Comment 17 pulp-infra@redhat.com 2021-07-13 14:07:30 UTC
The Pulp upstream bug status is at NEW. Updating the external tracker on this bug.

Comment 19 pulp-infra@redhat.com 2021-07-14 17:16:16 UTC
The Pulp upstream bug priority is at Normal. Updating the external tracker on this bug.

Comment 20 pulp-infra@redhat.com 2021-07-19 12:12:13 UTC
The Pulp upstream bug status is at POST. Updating the external tracker on this bug.

Comment 22 pulp-infra@redhat.com 2021-07-20 20:08:09 UTC
The Pulp upstream bug status is at NEW. Updating the external tracker on this bug.

Comment 23 pulp-infra@redhat.com 2021-07-20 20:08:11 UTC
The Pulp upstream bug priority is at Normal. Updating the external tracker on this bug.

Comment 24 pulp-infra@redhat.com 2021-07-22 15:08:37 UTC
The Pulp upstream bug status is at POST. Updating the external tracker on this bug.

Comment 25 Pavel Moravec 2021-07-22 20:08:19 UTC
(In reply to Peter Vreman from comment #15)
> Also another thing i noticed is that concurrency is also not handled
> correctly. Just like in the RQ redis output show in the description above
> were 1 worker has 600+ tasks.
> For me it also like this, that 1 worker got 80% of the tasks assigned. And
> therefor the parallel execution for the content handling is almost
> serialized.
> 

Though this should be filed as a separate bug, I got a similar impression as well. Some pulp devel told me it could be due to a dependency among the repos (or maybe some other objects?) that require serialization. And really, running pulp tasks on really independent repos made busy all workers. But I still feel my original user story (as well as yours) contained some independent tasks that could be executed concurrently, but the tasking system buffered all of them to a single worker. More deterministic reproducer would be needed.. (I will try to play with this if having some time..)
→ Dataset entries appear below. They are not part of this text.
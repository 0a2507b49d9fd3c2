//! Asset hosts: where uploaded images end up.
//!
//! The upload route validates the image and hands it to an [`AssetHost`].
//! [`CloudinaryHost`] proxies to Cloudinary; [`LocalDiskHost`] writes into a
//! directory the server itself serves under `/uploads`.

mod cloudinary;
mod local;

use std::sync::Arc;

use async_trait::async_trait;
use axum::body::Bytes;
use serde::{Deserialize, Serialize};

use crate::config::{ServerConfig, UploadConfig, UploadProvider};

pub use cloudinary::CloudinaryHost;
pub use local::LocalDiskHost;

/// A validated image on its way to the asset host.
#[derive(Debug, Clone)]
pub struct ImageUpload {
    /// Client-supplied file name, possibly empty.
    pub file_name: String,
    pub content_type: String,
    pub bytes: Bytes,
}

impl ImageUpload {
    pub fn len(&self) -> usize {
        self.bytes.len()
    }

    pub fn is_empty(&self) -> bool {
        self.bytes.is_empty()
    }
}

/// Where an image was stored.
#[derive(Debug, Clone, PartialEq, Eq, Serialize, Deserialize)]
pub struct UploadedAsset {
    pub url: String,
    pub public_id: String,
    pub format: String,
    pub bytes: u64,
}

#[derive(Debug, thiserror::Error)]
pub enum AssetError {
    #[error("asset host request failed: {0}")]
    Transport(#[from] reqwest::Error),

    #[error("asset host returned {status}: {message}")]
    Upstream { status: u16, message: String },

    #[error("unexpected asset host response: {0}")]
    InvalidResponse(String),

    #[error("I/O error: {0}")]
    Io(#[from] std::io::Error),
}

impl AssetError {
    pub fn upstream(status: u16, message: impl Into<String>) -> Self {
        Self::Upstream {
            status,
            message: message.into(),
        }
    }

    pub fn is_upstream(&self) -> bool {
        matches!(self, Self::Upstream { .. } | Self::Transport(_))
    }
}

/// A service that stores images and hands back a public URL.
#[async_trait]
pub trait AssetHost: Send + Sync {
    /// Stores the image and returns where it can be fetched.
    async fn upload(&self, image: ImageUpload) -> Result<UploadedAsset, AssetError>;

    /// Checks that the host is reachable and the credentials work.
    async fn ping(&self) -> Result<(), AssetError>;

    /// Short name for logs.
    fn name(&self) -> &'static str;
}

pub type DynAssetHost = Arc<dyn AssetHost>;

/// Builds the host selected by `upload.provider`.
pub fn create_asset_host(
    upload: &UploadConfig,
    server: &ServerConfig,
) -> Result<DynAssetHost, AssetError> {
    match upload.provider {
        UploadProvider::Cloudinary => Ok(Arc::new(CloudinaryHost::new(
            upload.cloudinary.clone(),
            upload.folder.clone(),
        )?)),
        UploadProvider::Local => Ok(Arc::new(LocalDiskHost::new(
            upload.local.dir.clone(),
            server.public_base_url(),
        ))),
    }
}

/// Lowercased extension of `file_name`, keeping only ASCII alphanumerics.
pub(crate) fn file_extension(file_name: &str) -> Option<String> {
    let ext = std::path::Path::new(file_name).extension()?.to_str()?;
    let ext: String = ext
        .chars()
        .filter(char::is_ascii_alphanumeric)
        .map(|c| c.to_ascii_lowercase())
        .collect();
    (!ext.is_empty()).then_some(ext)
}

/// Image format from the file extension, or the MIME subtype.
pub(crate) fn image_format(file_name: &str, content_type: &str) -> String {
    file_extension(file_name).unwrap_or_else(|| {
        content_type
            .split_once('/')
            .map(|(_, subtype)| subtype.split(';').next().unwrap_or(subtype).trim())
            .unwrap_or("")
            .to_ascii_lowercase()
    })
}

#[cfg(test)]
mod tests {
    use super::*;

    #[test]
    fn extension_is_lowercased_and_sanitized() {
        assert_eq!(file_extension("Cat.PNG").as_deref(), Some("png"));
        assert_eq!(file_extension("archive.tar.gz").as_deref(), Some("gz"));
        assert_eq!(file_extension("noext"), None);
        assert_eq!(file_extension("weird.j$p g").as_deref(), Some("jpg"));
    }

    #[test]
    fn format_falls_back_to_mime_subtype() {
        assert_eq!(image_format("cat.jpeg", "image/png"), "jpeg");
        assert_eq!(image_format("blob", "image/webp"), "webp");
        assert_eq!(image_format("", "image/svg+xml; charset=utf-8"), "svg+xml");
    }
}
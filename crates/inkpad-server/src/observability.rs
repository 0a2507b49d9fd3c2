// Tracing initialization with a reloadable log level.
use std::sync::OnceLock;
use tracing_subscriber::{EnvFilter, fmt, prelude::*, reload};

static LOG_RELOAD_HANDLE: OnceLock<reload::Handle<EnvFilter, tracing_subscriber::Registry>> =
    OnceLock::new();

pub fn init_tracing() {
    init_tracing_with_level("info");
}

pub fn init_tracing_with_level(level: &str) {
    // RUST_LOG wins over the provided level string.
    let base_filter = std::env::var("RUST_LOG")
        .ok()
        .and_then(|_| EnvFilter::try_from_default_env().ok())
        .unwrap_or_else(|| EnvFilter::new(level));

    let (reload_layer, handle) = reload::Layer::new(base_filter);
    let _ = LOG_RELOAD_HANDLE.set(handle);

    let _ = tracing_subscriber::registry()
        .with(reload_layer)
        .with(fmt::layer())
        .try_init();
}

/// Switches to `level` from the configuration file unless `RUST_LOG` is set.
pub fn apply_logging_level(level: &str) {
    if std::env::var_os("RUST_LOG").is_some() {
        return;
    }
    if let Some(handle) = LOG_RELOAD_HANDLE.get() {
        let _ = handle.modify(|f| {
            *f = EnvFilter::new(level);
        });
    }
}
Comment 26 pulp-infra@redhat.com 2021-07-23 18:08:45 UTC
The Pulp upstream bug status is at MODIFIED. Updating the external tracker on this bug.

Comment 27 pulp-infra@redhat.com 2021-07-23 18:08:47 UTC
All upstream Pulp bugs are at MODIFIED+. Moving this bug to POST.

Comment 28 pulp-infra@redhat.com 2021-07-26 20:07:35 UTC
The Pulp upstream bug status is at CLOSED - CURRENTRELEASE. Updating the external tracker on this bug.

Comment 29 Peter Vreman 2021-07-27 10:55:30 UTC
As mentioned in https://bugzilla.redhat.com/show_bug.cgi?id=1962462#c25 i have created a dedicated BZ https://bugzilla.redhat.com/show_bug.cgi?id=1986356 regarding the concurrency of pulp3 tasks (which looks to be a caused by exclusive-lock always used instead of reader/writer-locks)

Comment 30 Brad Buckingham 2021-07-27 12:55:01 UTC
Removing this bugzilla from Satellite 6.10.  This bugzilla only applies on the old tasking system, which will be included only for 6.9.z to support migrations.  In Satellite 6.10, a new tasking system is used.

Comment 31 Lai 2021-09-16 17:36:59 UTC
Steps to retest:

1. On a 6.9 sat, sync the following repos:

Red Hat Ansible Engine 2.9 RPMs for Red Hat Enterprise Linux 7 Server x86_64
Red Hat Enterprise Linux 7 Server RPMs x86_64 7Server
Red Hat Satellite Capsule 6.9 for RHEL 7 Server RPMs x86_64
Red Hat Satellite Maintenance 6 for RHEL 7 Server RPMs x86_64
Red Hat Software Collections RPMs for Red Hat Enterprise Linux 7 Server x86_64 7Server

2. create cv and add repos from step 1
3. publish repo
4. perform migration
5. perform switchover but do not migrate to 6.10 (this will enable use to use pulp3 on 6.9)
6. restart services
7. republish cv created in step 2

Expected:
3) Publish should be successful
4) migration should be successful
5) switchover should be successful
7) republish should be successful

Actual:
3) Publish is successful
4) migration is successful
5) switchover is successful
7) republish is successful

In both instances, I tried isolating it to just publish in 6.9 with pulp2 and then another new instance of doing a switchover to pulp3 and publishing those same repos.  Both instances are successful and without errors.

Verified on sat 6.9.6_02 with python3-pulpcore-3.7.8-1.el7pc.noarch

Comment 36 errata-xmlrpc 2021-09-21 14:37:26 UTC
Since the problem described in this bug report should be
resolved in a recent advisory, it has been closed with a
resolution of ERRATA.

For information on the advisory (Satellite 6.9.6 Async Bug Fix Update), and where to find the updated
files, follow the link below.

If the solution does not work for you, open a new bug report.

https://access.redhat.com/errata/RHBA-2021:3628

Comment 37 pulp-infra@redhat.com 2021-10-12 14:08:42 UTC
The Pulp upstream bug status is at CLOSED - CURRENTRELEASE. Updating the external tracker on this bug.

Comment 38 pulp-infra@redhat.com 2021-10-12 14:08:43 UTC
The Pulp upstream bug priority is at Normal. Updating the external tracker on this bug.